One of the biggest flaws in this film is that it's all set-up with very little payoff. Adam seems to be both victim and menace,with Dr. Wells as his Frankenstein father figure and that should be worth a decent scare or two but the story keeps meandering along towards a major confrontation between Paul and Papa Doc that fizzles out towards the end,with a so-so ending that feels like a cheat.

Adam is stopped from his intended evil ways but only after Paul manages to quickly recover from a serious blow to the head that knocks him out while trapped in a church set on fire by devious Dr. Wells(so not kidding about this) to rush home in time to save the day.

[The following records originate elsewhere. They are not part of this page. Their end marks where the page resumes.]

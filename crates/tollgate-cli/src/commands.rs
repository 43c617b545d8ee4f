//! Command handlers.
//!
//! Handlers write to any [`Write`] so they can be exercised without a
//! terminal. Diagnostics go through `tracing`; results go to `out`.

use crate::cli::{Cli, Command, OutputFormat};
use crate::config::CliConfig;
use crate::config_handlers::handle_config_command;
use crate::{Error, Result};
use std::io::Write;
use std::path::Path;
use tollgate_account::{AccountModel, AccountsConfig, Kind};
use tollgate_cycle::{ImportGraph, ValidationPolicy, ValidationReport, Validator};
use tollgate_subject::Subject;

/// How a command ended, mapped to the process exit status by `main`.
#[derive(Clone, Copy, Debug, PartialEq, Eq)]
pub enum Outcome {
    /// The command ran and found nothing wrong.
    Success,
    /// The configuration was loaded but contains import cycles.
    CyclesFound,
}

impl Outcome {
    /// Process exit status for this outcome.
    pub fn exit_code(self) -> u8 {
        match self {
            Self::Success => 0,
            Self::CyclesFound => 2,
        }
    }
}

/// Dispatch a parsed command line.
pub fn run(cli: &Cli, config: &CliConfig, out: &mut dyn Write) -> Result<Outcome> {
    match &cli.command {
        Command::Check { file, all, format } => {
            let policy = if *all {
                ValidationPolicy::Exhaustive
            } else {
                config.policy
            };
            cmd_check(file, policy, format.unwrap_or(config.format), out)
        }
        Command::Overlap { left, right } => cmd_overlap(left, right, out),
        Command::Graph { file, kind } => cmd_graph(file, *kind, out),
        Command::Config { action } => {
            handle_config_command(config, action, out)?;
            Ok(Outcome::Success)
        }
    }
}

fn load_model(file: &Path) -> Result<AccountModel> {
    let model = AccountsConfig::from_path(file)?.build_model()?;
    tracing::debug!(
        file = %file.display(),
        accounts = model.len(),
        imports = model.import_count(),
        "Loaded account model"
    );
    Ok(model)
}

/// Load an account configuration and check it for import cycles.
pub fn cmd_check(
    file: &Path,
    policy: ValidationPolicy,
    format: OutputFormat,
    out: &mut dyn Write,
) -> Result<Outcome> {
    let model = load_model(file)?;
    let report = Validator::new(policy).validate(&model);
    tracing::info!(
        file = %file.display(),
        %policy,
        cycles = report.cycles.len(),
        "Validation finished"
    );

    match format {
        OutputFormat::Text => write_text_report(&report, file, out)?,
        OutputFormat::Json => {
            let json =
                serde_json::to_string_pretty(&report).map_err(|e| Error::render(e.to_string()))?;
            writeln!(out, "{json}")?;
        }
    }

    Ok(if report.is_ok() {
        Outcome::Success
    } else {
        Outcome::CyclesFound
    })
}

fn write_text_report(report: &ValidationReport, file: &Path, out: &mut dyn Write) -> Result<()> {
    if report.is_ok() {
        writeln!(
            out,
            "{}: ok ({} accounts, {} imports checked)",
            file.display(),
            report.accounts,
            report.imports_checked
        )?;
        return Ok(());
    }
    for cycle in &report.cycles {
        writeln!(out, "{}: {cycle}", file.display())?;
    }
    Ok(())
}

/// Report whether two subject patterns overlap.
pub fn cmd_overlap(left: &str, right: &str, out: &mut dyn Write) -> Result<Outcome> {
    let left = Subject::parse(left)?;
    let right = Subject::parse(right)?;

    match (left.intersection(&right), left.witness(&right)) {
        (Some(both), Some(example)) => {
            writeln!(out, "\"{left}\" overlaps \"{right}\"")?;
            writeln!(out, "  common pattern: {both}")?;
            writeln!(out, "  example subject: {example}")?;
        }
        _ => writeln!(out, "\"{left}\" does not overlap \"{right}\"")?,
    }
    Ok(Outcome::Success)
}

/// Print the same-kind import graph in DOT format.
pub fn cmd_graph(file: &Path, kind: Kind, out: &mut dyn Write) -> Result<Outcome> {
    let model = load_model(file)?;
    let graph = ImportGraph::from_model(&model, kind);
    write!(out, "{}", graph.to_dot())?;
    Ok(Outcome::Success)
}
//! Cycle diagnostics.

use serde::Serialize;
use std::fmt;
use tollgate_account::Kind;
use tollgate_core::AccountId;
use tollgate_subject::Subject;

// ============================================================================
// Hop / CyclePath
// ============================================================================

/// One step of a detected cycle: `account` requests `subject` from the
/// account of the next hop.
#[derive(Clone, Debug, PartialEq, Eq, Serialize)]
pub struct Hop {
    /// Account issuing the import.
    pub account: AccountId,
    /// Subject it requests from its source.
    pub subject: Subject,
}

impl Hop {
    /// Creates a hop.
    pub fn new(account: AccountId, subject: Subject) -> Self {
        Self { account, subject }
    }
}

impl fmt::Display for Hop {
    fn fmt(&self, f: &mut fmt::Formatter<'_>) -> fmt::Result {
        write!(f, "{}:{}", self.account, self.subject)
    }
}

/// The chain of imports that leads from an account back to itself.
///
/// The first hop is the rejected import; the source of the last hop is the
/// originating account again.
#[derive(Clone, Debug, PartialEq, Eq, Serialize)]
pub struct CyclePath {
    hops: Vec<Hop>,
}

impl CyclePath {
    /// Creates a path from its hops.
    pub fn new(hops: Vec<Hop>) -> Self {
        Self { hops }
    }

    /// Hops in traversal order.
    pub fn hops(&self) -> &[Hop] {
        &self.hops
    }

    /// Number of imports in the loop.
    pub fn len(&self) -> usize {
        self.hops.len()
    }

    /// Returns `true` if the path has no hops.
    pub fn is_empty(&self) -> bool {
        self.hops.is_empty()
    }

    /// Accounts visited, in order, closing with the origin.
    pub fn accounts(&self) -> Vec<&AccountId> {
        let mut accounts: Vec<&AccountId> = self.hops.iter().map(|hop| &hop.account).collect();
        if let Some(first) = self.hops.first() {
            accounts.push(&first.account);
        }
        accounts
    }
}

impl fmt::Display for CyclePath {
    fn fmt(&self, f: &mut fmt::Formatter<'_>) -> fmt::Result {
        for hop in &self.hops {
            write!(f, "{hop} -> ")?;
        }
        match self.hops.first() {
            Some(first) => write!(f, "{}", first.account),
            None => Ok(()),
        }
    }
}

// ============================================================================
// CycleError
// ============================================================================

/// An import that would make traffic loop between accounts.
#[derive(Clone, Debug, PartialEq, Eq, Serialize, thiserror::Error)]
#[error(
    "import forms a cycle: {kind} import \"{subject}\" of account \"{account}\" from account \"{source_account}\" ({path})"
)]
pub struct CycleError {
    /// Sharing kind of the rejected import.
    pub kind: Kind,
    /// Account declaring the rejected import.
    pub account: AccountId,
    /// Subject of the rejected import.
    pub subject: Subject,
    /// Source account of the rejected import.
    #[serde(rename = "source")]
    pub source_account: AccountId,
    /// Imports that close the loop.
    pub path: CyclePath,
}

// ============================================================================
// ValidationReport
// ============================================================================

/// Outcome of validating a whole model.
#[derive(Clone, Debug, Default, PartialEq, Eq, Serialize)]
pub struct ValidationReport {
    /// Accounts in the model.
    pub accounts: usize,
    /// Imports checked before validation finished or stopped.
    pub imports_checked: usize,
    /// Cycles detected, in detection order.
    pub cycles: Vec<CycleError>,
}

impl ValidationReport {
    /// Returns `true` when no cycle was found.
    pub fn is_ok(&self) -> bool {
        self.cycles.is_empty()
    }

    /// Converts the report into a result carrying the first cycle.
    pub fn into_result(self) -> std::result::Result<(), CycleError> {
        match self.cycles.into_iter().next() {
            Some(cycle) => Err(cycle),
            None => Ok(()),
        }
    }
}

#[cfg(test)]
#[allow(clippy::unwrap_used)]
mod tests {
    use super::*;

    fn hop(account: &str, subject: &str) -> Hop {
        Hop::new(AccountId::new(account), Subject::parse(subject).unwrap())
    }

    fn sample() -> CycleError {
        CycleError {
            kind: Kind::Service,
            account: AccountId::new("A"),
            subject: Subject::parse("help").unwrap(),
            source_account: AccountId::new("B"),
            path: CyclePath::new(vec![hop("A", "help"), hop("B", "help")]),
        }
    }

    #[test]
    fn test_cycle_path_display() {
        let path = CyclePath::new(vec![hop("A", "help"), hop("B", "*"), hop("C", "help")]);
        assert_eq!(path.to_string(), "A:help -> B:* -> C:help -> A");
        assert_eq!(path.len(), 3);
    }

    #[test]
    fn test_cycle_path_accounts_close_the_loop() {
        let path = CyclePath::new(vec![hop("A", "help"), hop("B", "help")]);
        let accounts: Vec<&str> = path.accounts().into_iter().map(|a| a.as_str()).collect();
        assert_eq!(accounts, vec!["A", "B", "A"]);
    }

    #[test]
    fn test_cycle_error_display() {
        assert_eq!(
            sample().to_string(),
            "import forms a cycle: service import \"help\" of account \"A\" from account \"B\" (A:help -> B:help -> A)"
        );
    }

    #[test]
    fn test_cycle_error_serializes_source() {
        let json = serde_json::to_value(sample()).unwrap();
        assert_eq!(json["source"], "B");
        assert_eq!(json["kind"], "service");
        assert_eq!(json["path"]["hops"][1]["account"], "B");
    }

    #[test]
    fn test_report_into_result() {
        assert!(ValidationReport::default().into_result().is_ok());

        let report = ValidationReport {
            accounts: 2,
            imports_checked: 2,
            cycles: vec![sample()],
        };
        assert!(!report.is_ok());
        assert_eq!(report.into_result().unwrap_err(), sample());
    }
}
//! # tollgate-account
//!
//! In-memory model of broker accounts and the subjects they share.
//!
//! - [`Kind`]: the two sharing kinds (stream, service)
//! - [`Export`] / [`Import`]: what an account offers and consumes
//! - [`Account`]: one tenant with its ordered exports and imports
//! - [`AccountModel`]: every account of one configuration load, with
//!   identifier-based lookup for import sources
//! - [`config`]: the declarative account document and `build_model`
//!
//! The model is append-only while a configuration is being assembled and
//! read-only afterwards.

#![forbid(unsafe_code)]

pub mod config;
pub mod kind;
pub mod model;

pub use config::AccountsConfig;
pub use kind::Kind;
pub use model::{Account, AccountModel, Export, Import};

 Turns out that several endings were filmed, with only one that I saw on the extras that made any sense,given the plot points arranged beforehand.  Not that it would have helped make the finale better by much,yet it would have at least raised this from a go-nowhere scenario to a creepy almost-ran:


This movie was so forgettable that my sister had to actually remind me of our mutual opening weekend viewing of it(she was not forced to see this,it was her choice!). Just as well, even re-watching this sucker made me regret reliving this all over again. I know that Cameron Bright has a bit of a following these days,thanks to his role as one of the Volturi in the Twilight movies, but I would urge his fans not to bother with this one. I'm sure even he wants to forget about it.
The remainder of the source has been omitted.